Trata-se de APELAÇÃO CÍVEL (ID 14566258) interposta por Francisca Florinda dos Santos em face de sentença proferida pelo Juízo da Vara da Comarca de Pedro II – PI nos autos da AÇÃO DECLARATÓRIA DE NULIDADE CONTRATUAL C/C REPETIÇÃO DE INDÉBITO C/C INDENIZAÇÃO POR DANOS MORAIS, ajuizada contra Banco Pan S.A.


Na sentença vergastada (ID 14566257), o juízo a quo julgou improcedentes os pedidos formulados na inicial, por entender que estava “demonstrada a celebração do contrato de empréstimo consignado e a transferência do valor em benefício da parte demandante”.


Irresignada com a sentença, a Requerente interpôs o presente recurso, alegando que o julgador de primeiro grau não observou que o suposto TED apresentado possui valor divergente do discutido na exordial”, e que, por esse motivo, esse deveria ser reputado inexistente. Aduziu que os danos morais estavam caracterizados e deveriam ser reparados.

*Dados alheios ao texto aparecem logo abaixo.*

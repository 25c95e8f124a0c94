//! Read-only snapshot records consumed by the option pipeline
//!
//! All types here are projections of externally-owned stores (report store,
//! personal-detail store, policy store, IOU-aggregate store, last-action
//! store). The pipeline reads them and derives new structures; it never
//! mutates or persists them.

mod action;
mod iou;
mod participant;
mod policy;
mod report;

pub use action::{ArchiveReason, ReportAction};
pub use iou::IouReport;
pub use participant::PersonalDetail;
pub use policy::{Policy, PolicyPlan};
pub use report::{Report, RoomKind};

Afirmou que “deve ser repelida a todo custo os pagamentos de custas e honorários, bem como a multa por litigância de uma suposta má-fé em desfavor da parte Autora, ora Recorrente, sob pena de desestimular a busca da tutela jurisdicional pelo jurisdicionado, mormente nas relações de consumo”.


Em contrarrazões (ID 14566261), o Apelado impugnou o benefício da justiça gratuita. Declarou que trouxe “aos autos cópia do contrato objeto da lide, devidamente assinado pela parte adversa”; e que comprovou “a liberação em favor da parte recorrente do valor objeto do saque por ela solicitado.” Defendeu que o art. 595 do CC teria sido respeitado; que “não há na legislação pátria disposição legal que exija procuração pública para validade de contrato firmado por analfabeto”; que o comprovante de transferência juntado aos autos seria válido; e que não houve conduta abusiva de sua parte.


O Banco Réu também arguiu que não estavam presentes os requisitos para o arbitramento de indenização por danos morais; e que, ausente sua má-fé, não haveria que se falar em repetição do indébito em dobro. Pugnou pela manutenção da litigância de má-fé.


O Ministério Público de 2º grau devolveu os autos sem exarar parecer de mérito, por entender inexistente interesse público que justificasse sua intervenção (ID 17383903).


É a síntese do necessário.


 


VOTO


Estando presentes todos os requisitos de admissibilidade, conheço da Apelação e passo à análise do mérito.


I – DA GRATUIDADE DE JUSTIÇA


No que toca à gratuidade da justiça, o Código de Processo Civil (CPC) estabelece que:


Art. 99. O pedido de gratuidade da justiça pode ser formulado na petição inicial, na contestação, na petição para ingresso de terceiro no processo ou em recurso. [...]

§2º. O juiz somente poderá indeferir o pedido se houver nos autos elementos que evidenciem a falta dos pressupostos legais para a concessão de gratuidade, devendo, antes de indeferir o pedido, determinar à parte a comprovação do preenchimento dos referidos pressupostos.

§3º. Presume-se verdadeira a alegação de insuficiência deduzida exclusivamente por pessoa natural.

§4º. A assistência do requerente por advogado particular não impede a concessão de gratuidade da justiça.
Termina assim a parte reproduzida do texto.